17

Una intentona más y el cartílago de la oreja hace crac.

—¡AU!

Menuda mierda… Es injusto. Se me van a quedar las orejas como las de un jugador de rugby hecho polvo. No me lo creo. No puedo ni moverme. ¿Qué hago? Respira, Alvina. Respira. Respira. Si has entrado, puedes salir. Es una cuestión física muy básica. Una ley universal. Venga, Alvie. VENGA, CHICA, TÚ PUEDES. Tiro de nuevo: DUELE. No va a haber manera. Apoyo la barbilla en el muro y lloriqueo un poco.
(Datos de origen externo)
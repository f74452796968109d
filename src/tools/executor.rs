//! 工具执行器
//!
//! 持有 ToolRegistry 与全局超时，execute(tool_name, args) 在超时内调用 registry.execute，
//! 超时或失败时转为 ResearchError（ToolTimeout / ToolExecution）；每次调用输出结构化审计日志（JSON）。

use std::sync::Arc;
use std::time::{Duration, Instant};

use tokio::time::timeout;

use crate::core::ResearchError;
use crate::tools::{Tool, ToolRegistry};

/// 工具执行器：对每次调用施加超时，并将结果映射为 ResearchError
#[derive(Clone)]
pub struct ToolExecutor {
    registry: Arc<ToolRegistry>,
    timeout: Duration,
}

impl ToolExecutor {
    pub fn new(registry: ToolRegistry, timeout: Duration) -> Self {
        Self {
            registry: Arc::new(registry),
            timeout,
        }
    }

    /// 执行指定工具；超时返回 ToolTimeout，工具返回 Err 则转为 ToolExecution；输出 JSON 审计日志
    pub async fn execute(&self, tool_name: &str, args: serde_json::Value) -> Result<String, ResearchError> {
        let start = Instant::now();
        let args_preview = args_preview(&args);
        let result = timeout(self.timeout, self.registry.execute(tool_name, args)).await;

        let (ok, outcome): (bool, &str) = match &result {
            Ok(Ok(_)) => (true, "ok"),
            Ok(Err(_)) => (false, "error"),
            Err(_) => (false, "timeout"),
        };
        let duration_ms = start.elapsed().as_millis() as u64;
        let audit = serde_json::json!({
            "event": "tool_audit",
            "tool": tool_name,
            "ok": ok,
            "outcome": outcome,
            "duration_ms": duration_ms,
            "args_preview": args_preview,
        });
        tracing::info!(audit = %audit.to_string(), "tool");

        match result {
            Ok(Ok(content)) => Ok(content),
            Ok(Err(e)) => Err(ResearchError::ToolExecution(e)),
            Err(_) => Err(ResearchError::ToolTimeout(tool_name.to_string())),
        }
    }

    pub fn registry(&self) -> &ToolRegistry {
        &self.registry
    }

    pub fn get_tool(&self, name: &str) -> Option<Arc<dyn Tool>> {
        self.registry.get(name)
    }

    pub fn tool_names(&self) -> Vec<String> {
        self.registry.tool_names()
    }
}

pub(crate) fn args_preview(args: &serde_json::Value) -> String {
    let s = args.to_string();
    if s.chars().count() > 200 {
        format!("{}...", s.chars().take(200).collect::<String>())
    } else {
        s
    }
}

#[cfg(test)]
mod tests {
    use super::*;
    use async_trait::async_trait;
    use serde_json::Value;

    struct Slow;

    #[async_trait]
    impl Tool for Slow {
        fn name(&self) -> &str {
            "slow"
        }

        fn description(&self) -> &str {
            "Sleeps"
        }

        async fn execute(&self, _args: Value) -> Result<String, String> {
            tokio::time::sleep(Duration::from_millis(200)).await;
            Ok("late".into())
        }
    }

    struct Broken;

    #[async_trait]
    impl Tool for Broken {
        fn name(&self) -> &str {
            "broken"
        }

        fn description(&self) -> &str {
            "Always fails"
        }

        async fn execute(&self, _args: Value) -> Result<String, String> {
            Err("HTTP 503".into())
        }
    }

    fn executor() -> ToolExecutor {
        let mut reg = ToolRegistry::new();
        reg.register(Slow);
        reg.register(Broken);
        ToolExecutor::new(reg, Duration::from_millis(20))
    }

    #[tokio::test]
    async fn test_timeout_maps_to_tool_timeout() {
        let err = executor().execute("slow", serde_json::json!({})).await.unwrap_err();
        assert!(matches!(err, ResearchError::ToolTimeout(name) if name == "slow"));
    }

    #[tokio::test]
    async fn test_failure_maps_to_tool_execution() {
        let err = executor().execute("broken", serde_json::json!({})).await.unwrap_err();
        assert!(matches!(err, ResearchError::ToolExecution(msg) if msg.contains("503")));
    }

    #[test]
    fn test_args_preview_truncates() {
        let long = serde_json::json!({"text": "x".repeat(500)});
        assert!(args_preview(&long).ends_with("..."));
    }
}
En mi cabeza, Beth se ríe con auténtica histeria. Se lo está pasando de maravilla.

Trato otra vez de hacer pasar el cráneo entre los barrotes, pero ahora parece más ancho y estoy más atascada que nunca. Empiezo a hiperventilar. ¿Y si me ve Nino? Soy un blanco fácil, tengo que salir de aquí. No hay tiempo que perder. Necesito lubricación. Ojalá llevase un bote de lubricante… Entonces me acuerdo de lo que llevo en el bolso: el Durex Play que compré en la farmacia, por si acaso. A ver si llego… Alcanzo el asa con los dedos de los pies y la levanto con el pie derecho. Me acerco el bolso. Meto la mano y busco el tubo. Sí. ¡Sí! Tiene que funcionar, esta es una de mis ideas brillantes. Me embadurno la mano y me froto el lubricante por las orejas. Es húmedo y resbaladizo. Es perfecto. Respiro hondo, uno, dos, tres, estiro y saco la cabeza de entre las barras.

Soy libre. Por fin.

Me dejo caer al suelo y recupero el aliento. Entonces ocurre algo extraño: una sensación caliente. Hostia, me arden las orejas. ¿Por qué narices me queman las orejas?

Quema, quema, quema. ¿Qué pasa? Agito las manos a los lados de la cara, pero necesito hielo. Necesito agua. Corro a la orilla, me arrodillo y me echo agua en las orejas. El bote está en el suelo: Durex Play Calor. Vale, ya lo entiendo. Se me había olvidado. No es fuego, solo sensación de calor. Sobreviviré.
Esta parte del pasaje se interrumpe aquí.